:: DATA LISTING ::

use tendril_core::{Dispose, Emitter, EventSource, EventTarget, Source};

pub const ONLINE: &str = "online";
pub const OFFLINE: &str = "offline";

/// Connectivity as announced by `online`/`offline` events.
pub struct OnlineSource {
    target: EventTarget<()>,
    initially_online: bool,
}

impl OnlineSource {
    pub fn new(target: &EventTarget<()>, initially_online: bool) -> Self {
        Self {
            target: target.clone(),
            initially_online,
        }
    }
}

impl Source for OnlineSource {
    type Value = bool;
    type Key = usize;

    fn key(&self) -> usize {
        self.target.id()
    }

    fn initial(&self) -> bool {
        self.initially_online
    }

    fn attach(&self, emit: Emitter<bool>) -> Dispose {
        EventSource::new(
            &self.target,
            [ONLINE, OFFLINE],
            self.initially_online,
            |online, name, _: &()| {
                let next = name == ONLINE;
                (next != *online).then_some(next)
            },
        )
        .attach(emit)
    }
}

#[cfg(test)]
mod tests {
    use super::*;
    use tendril_core::Subscription;

    #[test]
    fn follows_connectivity_events() {
        let net = EventTarget::new();
        let sub = Subscription::new(OnlineSource::new(&net, true));
        assert!(sub.get());
        net.dispatch(OFFLINE, &());
        assert!(!sub.get());
        let v = sub.value().version();
        net.dispatch(OFFLINE, &());
        assert_eq!(sub.value().version(), v);
        net.dispatch(ONLINE, &());
        assert!(sub.get());
        drop(sub);
        assert_eq!(net.listener_count(), 0);
    }
}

:::

Out of the entries above, write out only the lines between the line holding "Connectivity as announced" and the line holding "type Value = bool;", inclusive, each exactly as given.

§ **EXPECTED OUTPUT**:
/// Connectivity as announced by `online`/`offline` events.
pub struct OnlineSource {
    target: EventTarget<()>,
    initially_online: bool,
}

impl OnlineSource {
    pub fn new(target: &EventTarget<()>, initially_online: bool) -> Self {
        Self {
            target: target.clone(),
            initially_online,
        }
    }
}

impl Source for OnlineSource {
    type Value = bool;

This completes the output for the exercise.